**Data listing**
//! Preemption: a fresh cue cancels the in-flight task, publishes nothing
//! for it, and plans the new cue immediately.

use async_trait::async_trait;
use chrono::Utc;
use ractor::{call, Actor, ActorProcessingErr, ActorRef};
use std::collections::HashMap;
use std::sync::Arc;
use std::time::Duration;
use tokio::sync::mpsc;

use crowsnest::actors::event_bus::{subscribe, BusEvent, EventBusActor, TOPIC_SIGHTING_RELATIVE};
use crowsnest::actors::{PlannerActor, PlannerArguments, PlannerMsg};
use crowsnest::config::{PlannerConfig, PreemptionPolicy};
use crowsnest::modality::{ModalityAdapter, SimRadarAdapter, SimVisionAdapter};
use crowsnest::pattern::PatternRegistry;
use shared_types::{Cue, ModalityKind, SearchResult};

#[derive(Debug, Default)]
struct CollectorActor;

#[async_trait]
impl Actor for CollectorActor {
    type Msg = BusEvent;
    type State = mpsc::UnboundedSender<BusEvent>;
    type Arguments = mpsc::UnboundedSender<BusEvent>;

    async fn pre_start(
        &self,
        _myself: ActorRef<Self::Msg>,
        args: Self::Arguments,
    ) -> Result<Self::State, ActorProcessingErr> {
        Ok(args)
    }

    async fn handle(
        &self,
        _myself: ActorRef<Self::Msg>,
        message: Self::Msg,
        state: &mut Self::State,
    ) -> Result<(), ActorProcessingErr> {
        let _ = state.send(message);
        Ok(())
    }
}

fn cue(object_id: &str, modality: ModalityKind, priority: u8) -> Cue {
    Cue {
        object_id: object_id.to_string(),
        bearing_deg: 30.0,
        bearing_error_deg: 5.0,
        modality,
        confidence: 80,
        priority,
        received_at: Utc::now(),
        context: serde_json::Value::Null,
    }
}

fn slow_config() -> PlannerConfig {
    let mut config = PlannerConfig::default();
    config.timing.settle_ms = 20;
    config.timing.dwell_ms = 50;
    config.timing.analyzer_sla_ms = 300;
    config.budgets.time_budget_ms = 10_000;
    config
}

async fn wait_for_result(planner: &ActorRef<PlannerMsg>) -> SearchResult {
    let deadline = tokio::time::Instant::now() + Duration::from_secs(5);
    loop {
        if let Some(result) =
            call!(planner, |reply| PlannerMsg::GetLastResult { reply }).expect("planner rpc")
        {
            return result;
        }
        assert!(
            tokio::time::Instant::now() < deadline,
            "no search result before deadline"
        );
        tokio::time::sleep(Duration::from_millis(10)).await;
    }
}

#[tokio::test]
async fn fresh_cue_preempts_in_flight_task_with_no_publish_for_it() {
    let artifacts = tempfile::tempdir().unwrap();
    let config = slow_config();

    let (bus, _bus_handle) = Actor::spawn(None, EventBusActor, ()).await.unwrap();

    let (tx, mut rx) = mpsc::unbounded_channel();
    let (collector, _collector_handle) = Actor::spawn(None, CollectorActor, tx).await.unwrap();
    subscribe(&bus, TOPIC_SIGHTING_RELATIVE, collector.clone()).unwrap();
    subscribe(&bus, "planner.task.cancelled", collector.clone()).unwrap();

    let radar: Arc<dyn ModalityAdapter> = Arc::new(
        SimRadarAdapter::new(
            config.capability_profile(ModalityKind::Radar),
            artifacts.path().to_path_buf(),
        )
        .never_confirms(),
    );
    let vision: Arc<dyn ModalityAdapter> = Arc::new(
        SimVisionAdapter::new(
            config.capability_profile(ModalityKind::Vision),
            artifacts.path().to_path_buf(),
        )
        .confirm_on(1),
    );

    let (planner, _planner_handle) = Actor::spawn(
        None,
        PlannerActor,
        PlannerArguments {
            config,
            registry: Arc::new(PatternRegistry::with_builtins()),
            adapters: HashMap::from([
                (ModalityKind::Radar, radar),
                (ModalityKind::Vision, vision),
            ]),
            event_bus: Some(bus.clone()),
        },
    )
    .await
    .unwrap();

    // task A: radar search that would grind through the whole ladder
    planner
        .send_message(PlannerMsg::Cue(cue("contact-a", ModalityKind::Radar, 0)))
        .unwrap();
    tokio::time::sleep(Duration::from_millis(120)).await;
    let status = call!(planner, |reply| PlannerMsg::GetStatus { reply }).unwrap();
    let task_a = status.task_id.expect("task A active");

    // task B preempts mid-dwell
    planner
        .send_message(PlannerMsg::Cue(cue("contact-b", ModalityKind::Vision, 1)))
        .unwrap();

    let result = wait_for_result(&planner).await;
    assert!(result.found, "task B runs to confirmation");
    assert_ne!(result.task_id, task_a);

    // drain bus traffic: exactly one sighting (task B), one cancellation (task A)
    tokio::time::sleep(Duration::from_millis(200)).await;
    let mut sightings = Vec::new();
    let mut cancellations = Vec::new();
    while let Ok(event) = rx.try_recv() {
        match event.topic.as_str() {
            TOPIC_SIGHTING_RELATIVE => sightings.push(event),
            "planner.task.cancelled" => cancellations.push(event),
            _ => {}
        }
    }
    assert_eq!(sightings.len(), 1, "preempted task must not publish");
    assert_eq!(
        sightings[0].payload["payload"]["object_id"],
        serde_json::json!("contact-b")
    );
    assert_eq!(cancellations.len(), 1);
    assert_eq!(
        cancellations[0].payload["task_id"],
        serde_json::json!(task_a)
    );

    planner.stop(None);
    collector.stop(None);
    bus.stop(None);
}

#[tokio::test]
async fn priority_policy_drops_lower_ranked_cue() {
    let artifacts = tempfile::tempdir().unwrap();
    let mut config = slow_config();
    config.preemption.policy = PreemptionPolicy::Priority;

    let radar: Arc<dyn ModalityAdapter> = Arc::new(
        SimRadarAdapter::new(
            config.capability_profile(ModalityKind::Radar),
            artifacts.path().to_path_buf(),
        )
        .never_confirms(),
    );
    let vision: Arc<dyn ModalityAdapter> = Arc::new(SimVisionAdapter::new(
        config.capability_profile(ModalityKind::Vision),
        artifacts.path().to_path_buf(),
    ));

    let (planner, _planner_handle) = Actor::spawn(
        None,
        PlannerActor,
        PlannerArguments {
            config,
            registry: Arc::new(PatternRegistry::with_builtins()),
            adapters: HashMap::from([
                (ModalityKind::Radar, radar),
                (ModalityKind::Vision, vision),
            ]),
            event_bus: None,
        },
    )
    .await
    .unwrap();

    planner
        .send_message(PlannerMsg::Cue(cue("contact-high", ModalityKind::Radar, 5)))
        .unwrap();
    tokio::time::sleep(Duration::from_millis(100)).await;
    let status = call!(planner, |reply| PlannerMsg::GetStatus { reply }).unwrap();
    let incumbent = status.task_id.expect("incumbent task active");

    // equal rank does not preempt either; the incumbent keeps the sensor
    for priority in [3, 5] {
        planner
            .send_message(PlannerMsg::Cue(cue("contact-low", ModalityKind::Vision, priority)))
            .unwrap();
    }
    tokio::time::sleep(Duration::from_millis(100)).await;

    let status = call!(planner, |reply| PlannerMsg::GetStatus { reply }).unwrap();
    assert_eq!(status.task_id, Some(incumbent));

    planner.stop(None);
}
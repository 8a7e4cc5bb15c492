use std::time::Duration;

use axum::{
    Router,
    http::{HeaderName, Method, Request, Response, Uri, header::CONTENT_TYPE},
    routing::get,
};
use tower::limit::GlobalConcurrencyLimitLayer;
use tower_http::cors::{Any, CorsLayer};
use tower_http::limit::RequestBodyLimitLayer;
use tower_http::request_id::{MakeRequestUuid, PropagateRequestIdLayer, SetRequestIdLayer};
use tower_http::trace::TraceLayer;

use crate::{
    error::AppError,
    routes::{create_api_router, doc::scalar_docs, health, method_not_allowed},
    state::AppState,
};

const REQUEST_ID_HEADER: &str = "x-request-id";
const MAX_IN_FLIGHT_REQUESTS: usize = 100;
const MAX_BODY_BYTES: usize = 1024 * 1024;

/// The full application: routes, docs, fallback and the middleware stack.
pub fn build_router(state: AppState) -> Router {
    let request_id_header = HeaderName::from_static(REQUEST_ID_HEADER);
    let trace_layer = TraceLayer::new_for_http()
        .make_span_with(|request: &Request<_>| {
            let request_id = request
                .headers()
                .get(REQUEST_ID_HEADER)
                .and_then(|value| value.to_str().ok())
                .unwrap_or("-");
            tracing::info_span!(
                "http_request",
                method = %request.method(),
                uri = %request.uri(),
                request_id = %request_id
            )
        })
        .on_request(|request: &Request<_>, _span: &tracing::Span| {
            tracing::info!(
                method = %request.method(),
                uri = %request.uri(),
                "request started"
            );
        })
        .on_response(|response: &Response<_>, latency: Duration, _span: &tracing::Span| {
            tracing::info!(
                status = %response.status(),
                ms = %latency.as_millis(),
                "request finished"
            );
        });

    let cors = CorsLayer::new()
        .allow_origin(Any)
        .allow_methods([Method::GET, Method::POST, Method::PUT, Method::DELETE])
        .allow_headers([CONTENT_TYPE]);

    Router::new()
        .route("/health", get(health::health_check))
        .route("/info", get(health::info))
        .merge(create_api_router())
        .merge(scalar_docs())
        .fallback(not_found)
        .method_not_allowed_fallback(method_not_allowed)
        .layer(cors)
        .layer(trace_layer)
        .layer(PropagateRequestIdLayer::new(request_id_header.clone()))
        .layer(SetRequestIdLayer::new(request_id_header, MakeRequestUuid))
        .layer(RequestBodyLimitLayer::new(MAX_BODY_BYTES))
        .layer(GlobalConcurrencyLimitLayer::new(MAX_IN_FLIGHT_REQUESTS))
        .with_state(state)
}

async fn not_found(uri: Uri) -> AppError {
    AppError::NotFound(format!("No route for {}", uri.path()))
}
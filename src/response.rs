use axum::{
    Json,
    http::{HeaderName, StatusCode, header},
};
use serde::{Deserialize, Serialize};
use utoipa::ToSchema;

#[derive(Debug, Serialize, Deserialize, ToSchema, Clone)]
pub struct Meta {
    pub total: Option<u64>,
}

impl Meta {
    pub fn total(total: u64) -> Self {
        Self { total: Some(total) }
    }

    pub fn empty() -> Self {
        Self { total: None }
    }
}

#[derive(Debug, Serialize, Deserialize, ToSchema)]
pub struct ApiResponse<T> {
    pub message: String,
    pub data: Option<T>,
    pub meta: Option<Meta>,
}

impl<T: Serialize> ApiResponse<T> {
    pub fn success(message: impl Into<String>, data: T, meta: Option<Meta>) -> Self {
        Self {
            message: message.into(),
            data: Some(data),
            meta,
        }
    }
}

/// Payload of responses that carry no data; serialises as `{}`.
#[derive(Debug, Default, Serialize, Deserialize, ToSchema, Clone, PartialEq)]
pub struct Empty {}

/// `201 Created` with a `Location` header pointing at the new resource.
pub type Created<T> = (StatusCode, [(HeaderName, String); 1], Json<ApiResponse<T>>);

pub fn created<T>(location: String, body: ApiResponse<T>) -> Created<T> {
    (
        StatusCode::CREATED,
        [(header::LOCATION, location)],
        Json(body),
    )
}
use serde::Deserialize;
use utoipa::ToSchema;

use crate::models::Availability;

#[derive(Debug, Deserialize, ToSchema)]
pub struct CreateProductRequest {
    pub name: String,
    pub price: f64,
    pub inventory_product_id: i32,
    /// `AVAILABLE`/`UNAVAILABLE`, or `1`/`0`. Defaults to `AVAILABLE`.
    pub status: Option<Availability>,
    pub pic_url: Option<String>,
    pub short_desc: Option<String>,
}

/// Partial product update. Absent fields are left untouched; an explicit
/// `null` clears `pic_url` or `short_desc`.
#[derive(Debug, Default, Deserialize, ToSchema)]
pub struct UpdateProductRequest {
    pub name: Option<String>,
    pub price: Option<f64>,
    pub inventory_product_id: Option<i32>,
    pub status: Option<Availability>,
    #[schema(value_type = Option<String>)]
    pub pic_url: Option<Option<String>>,
    #[schema(value_type = Option<String>)]
    pub short_desc: Option<Option<String>>,
}
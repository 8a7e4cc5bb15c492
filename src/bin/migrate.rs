use wishlists_api::{
    config::AppConfig,
    db::{create_orm_conn, run_migrations},
};

#[tokio::main]
async fn main() -> anyhow::Result<()> {
    dotenvy::dotenv().ok();
    let config = AppConfig::from_env()?;
    let orm = create_orm_conn(&config.database_url, 1).await?;
    run_migrations(&orm).await?;
    println!("Migrations applied");
    Ok(())
}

**What you will do**
Output the number of lines above holding the word "StatusCode", and nothing besides it.

**Your response**
3